● **TASK BRIEF**
Lines from the beginning of the data through the line containing "pub fn text_to_u128(text: &str, field_name: &str)" are to be copied exactly, with no other line included.

(Saved data entries)
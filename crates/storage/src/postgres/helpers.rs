//! Shared helper functions for PostgreSQL row conversion.

use stakewatch_core::error::{StorageError, StorageResult};

/// Convert a `Vec<u8>` to a fixed-size 32-byte array.
///
/// Returns an error if the length doesn't match.
pub fn bytes_to_hash32(bytes: Vec<u8>, field_name: &str) -> StorageResult<[u8; 32]> {
    bytes.try_into().map_err(|v: Vec<u8>| {
        StorageError::SerializationError(format!(
            "{} has invalid length: expected 32, got {}",
            field_name,
            v.len()
        ))
    })
}

/// Convert a `Vec<u8>` to a 32-byte array, rejecting all-zero values as corrupt.
pub fn bytes_to_hash32_strict(bytes: Vec<u8>, field_name: &str) -> StorageResult<[u8; 32]> {
    let arr = bytes_to_hash32(bytes, field_name)?;

    if arr == [0u8; 32] {
        return Err(StorageError::SerializationError(format!(
            "{} is all zeros, which indicates data corruption",
            field_name
        )));
    }

    Ok(arr)
}

/// Parse a `NUMERIC` column read back as text into a raw `u128`.
pub fn text_to_u128(text: &str, field_name: &str) -> StorageResult<u128> {
    text.parse().map_err(|_| {
        StorageError::SerializationError(format!("{} is not a u128: {}", field_name, text))
    })
}

/// In-block index encoded in a `{block}-{index}` row id.
pub fn row_index(id: &str) -> StorageResult<i32> {
    id.rsplit_once('-')
        .and_then(|(_, index)| index.parse().ok())
        .ok_or_else(|| StorageError::SerializationError(format!("malformed row id: {}", id)))
}

/// Narrow a block number or other `u64` to a `BIGINT` parameter.
pub fn to_bigint(value: u64, field_name: &str) -> StorageResult<i64> {
    i64::try_from(value).map_err(|_| {
        StorageError::SerializationError(format!("{} does not fit BIGINT: {}", field_name, value))
    })
}

/// Narrow an era, session or in-block index to an `INTEGER` parameter.
pub fn to_int(value: u32, field_name: &str) -> StorageResult<i32> {
    i32::try_from(value).map_err(|_| {
        StorageError::SerializationError(format!("{} does not fit INTEGER: {}", field_name, value))
    })
}

/// Convert a non-negative integer column, rejecting negative values.
pub fn non_negative<T: TryFrom<i64>>(value: i64, field_name: &str) -> StorageResult<T> {
    T::try_from(value).map_err(|_| {
        StorageError::SerializationError(format!("{} out of range: {}", field_name, value))
    })
}

#[cfg(test)]
mod tests {
    use super::*;

    #[test]
    fn test_strict_rejects_zero_hash() {
        let zeros = vec![0u8; 32];
        let result = bytes_to_hash32_strict(zeros, "block.hash");
        assert!(result.is_err());
        assert!(result.unwrap_err().to_string().contains("corruption"));
    }

    #[test]
    fn test_error_includes_field_name() {
        let result = bytes_to_hash32(vec![1u8; 16], "block.hash");
        let err = result.unwrap_err().to_string();
        assert!(err.contains("block.hash"));
        assert!(err.contains("expected 32"));
    }

    #[test]
    fn test_numeric_text_parses_full_range() {
        assert_eq!(
            text_to_u128(&u128::MAX.to_string(), "extrinsic.tip").unwrap(),
            u128::MAX
        );
        assert!(text_to_u128("1.5", "extrinsic.tip").is_err());
    }

    #[test]
    fn test_row_index_reads_suffix() {
        assert_eq!(row_index("1200-4").unwrap(), 4);
        assert!(row_index("1200").is_err());
    }

    #[test]
    fn test_parameters_out_of_column_range_are_rejected() {
        assert_eq!(to_bigint(1_200, "block.number").unwrap(), 1_200);
        assert_eq!(to_int(84, "era.index").unwrap(), 84);
        let err = to_bigint(u64::MAX, "block.number").unwrap_err().to_string();
        assert!(err.contains("block.number") && err.contains("BIGINT"));
        assert!(to_int(u32::MAX, "session.index").is_err());
    }

    #[test]
    fn test_negative_columns_are_rejected() {
        assert_eq!(non_negative::<u32>(7, "era.index").unwrap(), 7);
        assert!(non_negative::<u64>(-1, "block.number").is_err());
    }
}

● **WRITTEN ANSWER**
filename crates/storage/src/postgres/helpers.rs
//! Shared helper functions for PostgreSQL row conversion.

use stakewatch_core::error::{StorageError, StorageResult};

/// Convert a `Vec<u8>` to a fixed-size 32-byte array.
///
/// Returns an error if the length doesn't match.
pub fn bytes_to_hash32(bytes: Vec<u8>, field_name: &str) -> StorageResult<[u8; 32]> {
    bytes.try_into().map_err(|v: Vec<u8>| {
        StorageError::SerializationError(format!(
            "{} has invalid length: expected 32, got {}",
            field_name,
            v.len()
        ))
    })
}

/// Convert a `Vec<u8>` to a 32-byte array, rejecting all-zero values as corrupt.
pub fn bytes_to_hash32_strict(bytes: Vec<u8>, field_name: &str) -> StorageResult<[u8; 32]> {
    let arr = bytes_to_hash32(bytes, field_name)?;

    if arr == [0u8; 32] {
        return Err(StorageError::SerializationError(format!(
            "{} is all zeros, which indicates data corruption",
            field_name
        )));
    }

    Ok(arr)
}

/// Parse a `NUMERIC` column read back as text into a raw `u128`.
pub fn text_to_u128(text: &str, field_name: &str) -> StorageResult<u128> {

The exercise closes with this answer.